Testing Implementation Details

// Testing implementation (bad)
expect(component.state.items).toHaveLength(3);
expect(handleClick).toHaveBeenCalledWith({ id: 1 });

// Testing behavior (good)
expect(getByRole('list').children).toHaveLength(3);
expect(getByText('Item added!')).toBeInTheDocument();

Coverage Theater

Chasing 100% coverage leads to bad tests:

// Written only to hit coverage, provides zero value
it('should have properties', () => {
    const user = new User();
    expect(user.email).toBeDefined();
    expect(user.name).toBeDefined();
});

Coverage is a signal, not a goal. High coverage with bad tests is worse than moderate coverage with good tests.

Snapshot Abuse

Snapshots are useful for:

  • Complex serialized output
  • Error message formatting
  • API response shapes

Snapshots are harmful for:

  • UI components (break on every style change)
  • Anything with timestamps or random IDs
  • Large objects (nobody reviews 500-line snapshot diffs)

The Grove Testing Workflow

When asked to add tests, follow this workflow:

1. Understand the Feature

What does this feature do for users? Not how it’s implemented—what value does it provide?

2. Identify Critical Paths

What would break if this feature failed? Those are your test cases.

3. Write Integration Tests First

Start with tests that exercise real user behavior. Add unit tests only for complex logic.

4. Keep Tests Close to Code

src/
└── lib/
    └── features/
        └── auth/
            ├── login.ts
            ├── login.test.ts      ← Right next to the code
            └── register.ts

5. Run Tests Continuously

npx vitest              # Watch mode during development
npx vitest run          # CI verification

Quick Decision Guide

Situation Action
New feature Write integration tests for user-facing behavior
Bug fix Write test that reproduces bug first, then fix
Refactoring Run existing tests; if they break on safe changes, they’re bad tests
“Need more coverage” Add tests for uncovered behavior, not uncovered lines
Pure function/algorithm Unit test it
API endpoint Integration test with mocked external services
UI component Component test with Testing Library
Critical user flow E2E test with Playwright

Integration with Other Skills

javascript-testing

Use javascript-testing for:

  • Vitest configuration syntax
  • Mocking patterns and APIs
  • Assertion reference
  • SvelteKit-specific test patterns

grove-documentation

When writing test descriptions, follow Grove voice:

  • Clear, direct names
  • No jargon
  • Say what the user experiences

code-quality

Run linting and type checking before/after writing tests.

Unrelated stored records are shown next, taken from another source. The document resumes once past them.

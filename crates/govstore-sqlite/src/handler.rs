//! Transaction handler over the embedded engine
//!
//! One write connection is opened at startup and shared by every sub-store
//! for the life of the process. SQLite allows a single writer; the handler
//! serializes access to it, so read-modify-write sequences run inside one
//! [`TxHandler::execute`] call are atomic.
//!
//! A file-backed handler also opens a read connection. The database runs
//! in WAL mode, so read-only units on it see the last committed snapshot
//! and never wait for an open writer. In-memory handlers have only the
//! write connection, which read-only units share.
//!
//! The handler is not reentrant: calling back into it for a write
//! (directly or through a sub-store) from inside `execute`, or while
//! holding a [`StoreTx`], blocks forever.

use std::path::Path;
use std::sync::Arc;
use std::time::Duration;

use govstore_core::storage::{BackendKind, StoreError};
use parking_lot::lock_api::ArcMutexGuard;
use parking_lot::{Mutex, RawMutex};
use rusqlite::{params, Connection, OptionalExtension, TransactionBehavior};
use tracing::{error, warn};

use crate::error::Result;
use crate::telemetry::component;

type Slot = Arc<Mutex<Option<Connection>>>;

/// Shared handle to the engine.
#[derive(Clone)]
pub struct TxHandler {
    conn: Slot,
    reader: Option<Slot>,
}

impl TxHandler {
    /// Wrap a connection that already has migrations applied.
    pub fn new(conn: Connection) -> Self {
        Self {
            conn: Arc::new(Mutex::new(Some(conn))),
            reader: None,
        }
    }

    /// Like [`TxHandler::new`], with a second connection to the same
    /// database serving read-only units.
    pub fn with_reader(conn: Connection, reader: Connection) -> Self {
        Self {
            conn: Arc::new(Mutex::new(Some(conn))),
            reader: Some(Arc::new(Mutex::new(Some(reader)))),
        }
    }

    /// Open an in-memory engine (for testing).
    pub fn in_memory() -> Result<Self> {
        let conn = Connection::open_in_memory()?;
        crate::migrate::migrate(&conn)?;
        Ok(Self::new(conn))
    }

    /// Open a file-backed engine in WAL mode.
    pub fn open(path: impl AsRef<Path>, busy_timeout: Duration) -> Result<Self> {
        let path = path.as_ref();
        let conn = Connection::open(path)?;
        conn.busy_timeout(busy_timeout)?;
        let _mode: String =
            conn.pragma_update_and_check(None, "journal_mode", "WAL", |row| row.get(0))?;
        conn.pragma_update(None, "synchronous", "NORMAL")?;
        crate::migrate::migrate(&conn)?;

        let reader = Connection::open(path)?;
        reader.busy_timeout(busy_timeout)?;
        Ok(Self::with_reader(conn, reader))
    }

    /// Run `f` as one atomic unit of work.
    ///
    /// Commits when `f` returns `Ok`, rolls back on `Err`. A read-only
    /// unit rejects writes with [`BackendKind::ReadOnly`].
    pub fn execute<T, F>(&self, writable: bool, f: F) -> Result<T>
    where
        F: FnOnce(&Tx<'_>) -> Result<T>,
    {
        let slot = match &self.reader {
            Some(reader) if !writable => reader,
            _ => &self.conn,
        };
        let mut guard = slot.lock();
        let conn = guard.as_mut().ok_or_else(closed)?;

        let behavior = if writable {
            TransactionBehavior::Immediate
        } else {
            TransactionBehavior::Deferred
        };
        let txn = conn.transaction_with_behavior(behavior)?;

        let result = f(&Tx {
            conn: &txn,
            writable,
        });

        match result {
            Ok(value) => {
                txn.commit()?;
                Ok(value)
            }
            Err(err) => {
                if let Err(rollback_err) = txn.rollback() {
                    error!(
                        component = component::TXN,
                        error = %rollback_err,
                        "rollback failed"
                    );
                }
                Err(err)
            }
        }
    }

    /// Begin a write transaction whose commit or rollback is driven by
    /// the caller. Other writers wait until the returned [`StoreTx`] is
    /// committed, rolled back or dropped. So do readers when there is no
    /// read connection (in-memory handlers).
    pub fn start_tx(&self) -> Result<StoreTx> {
        let guard = self.conn.lock_arc();
        match guard.as_ref() {
            Some(conn) => conn.execute_batch("BEGIN IMMEDIATE")?,
            None => return Err(closed().into()),
        }
        Ok(StoreTx {
            guard,
            finished: false,
        })
    }

    /// Release the engine. Later calls fail with [`BackendKind::Closed`].
    pub fn close(&self) -> Result<()> {
        if let Some(reader) = &self.reader {
            let conn = reader.lock().take();
            if let Some(conn) = conn {
                conn.close().map_err(|(_, e)| e)?;
            }
        }
        let conn = self.conn.lock().take();
        if let Some(conn) = conn {
            conn.close().map_err(|(_, e)| e)?;
        }
        Ok(())
    }

    pub fn has_reader(&self) -> bool {
        self.reader.is_some()
    }

    pub fn is_closed(&self) -> bool {
        self.conn.lock().is_none()
    }
}

fn closed() -> StoreError {
    StoreError::backend(BackendKind::Closed, "store handler is closed")
}

/// A transaction driven by the caller.
///
/// Dropping it without calling [`StoreTx::commit`] rolls it back.
pub struct StoreTx {
    guard: ArcMutexGuard<RawMutex, Option<Connection>>,
    finished: bool,
}

impl StoreTx {
    /// Writable view for running query-engine operations.
    pub fn tx(&self) -> Result<Tx<'_>> {
        let conn = self.guard.as_ref().ok_or_else(closed)?;
        Ok(Tx {
            conn,
            writable: true,
        })
    }

    pub fn commit(mut self) -> Result<()> {
        self.finish("COMMIT")
    }

    pub fn rollback(mut self) -> Result<()> {
        self.finish("ROLLBACK")
    }

    fn finish(&mut self, statement: &str) -> Result<()> {
        let conn = self.guard.as_ref().ok_or_else(closed)?;
        conn.execute_batch(statement)?;
        self.finished = true;
        Ok(())
    }
}

impl Drop for StoreTx {
    fn drop(&mut self) {
        if self.finished {
            return;
        }
        if let Some(conn) = self.guard.as_ref() {
            if let Err(e) = conn.execute_batch("ROLLBACK") {
                warn!(
                    component = component::TXN,
                    error = %e,
                    "rollback of abandoned transaction failed"
                );
            }
        }
    }
}

/// View of an open transaction.
///
/// Exposes the engine's native capability: point get/put/delete and an
/// ordered scan of one bucket. Typed access is in [`crate::query`].
pub struct Tx<'a> {
    conn: &'a Connection,
    writable: bool,
}

impl<'a> Tx<'a> {
    pub fn is_writable(&self) -> bool {
        self.writable
    }

    fn ensure_writable(&self) -> Result<()> {
        if self.writable {
            Ok(())
        } else {
            Err(StoreError::backend(
                BackendKind::ReadOnly,
                "write attempted in a read-only transaction",
            )
            .into())
        }
    }

    /// Raw bytes stored under `key`.
    pub fn get_raw(&self, bucket: &str, key: &str) -> Result<Option<Vec<u8>>> {
        let sql = format!("SELECT value FROM \"{}\" WHERE key = ?1", bucket_name(bucket)?);
        let value = self
            .conn
            .prepare_cached(&sql)?
            .query_row([key], |row| row.get::<_, Vec<u8>>(0))
            .optional()?;
        Ok(value)
    }

    /// Store raw bytes under `key`, replacing any previous value.
    pub fn put_raw(&self, bucket: &str, key: &str, value: &[u8]) -> Result<()> {
        self.ensure_writable()?;
        let sql = format!(
            "INSERT OR REPLACE INTO \"{}\" (key, value) VALUES (?1, ?2)",
            bucket_name(bucket)?
        );
        self.conn.prepare_cached(&sql)?.execute(params![key, value])?;
        Ok(())
    }

    /// Physically remove `key`. Returns whether a row was removed.
    pub fn delete_raw(&self, bucket: &str, key: &str) -> Result<bool> {
        self.ensure_writable()?;
        let sql = format!("DELETE FROM \"{}\" WHERE key = ?1", bucket_name(bucket)?);
        let removed = self.conn.prepare_cached(&sql)?.execute([key])?;
        Ok(removed > 0)
    }

    /// Visit every `(key, value)` of a bucket in key order.
    pub fn scan_raw<F>(&self, bucket: &str, mut visit: F) -> Result<()>
    where
        F: FnMut(String, Vec<u8>) -> Result<()>,
    {
        let sql = format!(
            "SELECT key, value FROM \"{}\" ORDER BY key",
            bucket_name(bucket)?
        );
        let mut stmt = self.conn.prepare_cached(&sql)?;
        let mut rows = stmt.query([])?;
        while let Some(row) = rows.next()? {
            visit(row.get(0)?, row.get(1)?)?;
        }
        Ok(())
    }
}

/// Bucket names are interpolated into SQL, so only plain identifiers pass.
fn bucket_name(bucket: &str) -> Result<&str> {
    let plain = !bucket.is_empty()
        && bucket
            .bytes()
            .all(|b| b.is_ascii_lowercase() || b.is_ascii_digit() || b == b'_');
    if plain {
        Ok(bucket)
    } else {
        Err(StoreError::InvalidArgument(format!("invalid bucket name `{}`", bucket)).into())
    }
}

#[cfg(test)]
mod tests {
    use super::*;

    #[test]
    fn test_execute_commits_on_ok() {
        let handler = TxHandler::in_memory().unwrap();
        handler
            .execute(true, |tx| tx.put_raw("service", "s1", b"{}"))
            .unwrap();

        let value = handler
            .execute(false, |tx| tx.get_raw("service", "s1"))
            .unwrap();
        assert_eq!(value, Some(b"{}".to_vec()));
    }

    #[test]
    fn test_execute_rolls_back_on_err() {
        let handler = TxHandler::in_memory().unwrap();
        let result: Result<()> = handler.execute(true, |tx| {
            tx.put_raw("service", "s1", b"{}")?;
            Err(StoreError::InvalidArgument("abort".to_string()).into())
        });
        assert!(result.is_err());

        let value = handler
            .execute(false, |tx| tx.get_raw("service", "s1"))
            .unwrap();
        assert_eq!(value, None);
    }

    #[test]
    fn test_read_only_rejects_writes() {
        let handler = TxHandler::in_memory().unwrap();
        let err = handler
            .execute(false, |tx| tx.put_raw("service", "s1", b"{}"))
            .unwrap_err();
        assert_eq!(err.backend_kind(), Some(BackendKind::ReadOnly));
    }

    #[test]
    fn test_bucket_name_is_checked() {
        let handler = TxHandler::in_memory().unwrap();
        let err = handler
            .execute(false, |tx| tx.get_raw("service; DROP TABLE service", "s1"))
            .unwrap_err();
        assert!(matches!(
            StoreError::from(err),
            StoreError::InvalidArgument(_)
        ));
    }

    #[test]
    fn test_close_is_idempotent() {
        let handler = TxHandler::in_memory().unwrap();
        handler.close().unwrap();
        handler.close().unwrap();
        assert!(handler.is_closed());

        let err = handler
            .execute(false, |tx| tx.get_raw("service", "s1"))
            .unwrap_err();
        assert_eq!(err.backend_kind(), Some(BackendKind::Closed));
    }
}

Static analysis catches different bugs than tests do.


Self-Review Checklist

Before considering tests “done”:

  • Tests describe user behavior, not implementation
  • Each test has one clear reason to fail
  • Tests use accessible queries (getByRole, getByLabelText)
  • Mocks are limited to external boundaries
  • Test names explain what breaks when they fail
  • No snapshot tests for volatile content
  • Bug fixes include regression tests
  • Tests run fast (seconds, not minutes)

Good tests let you ship with confidence. That’s the whole point.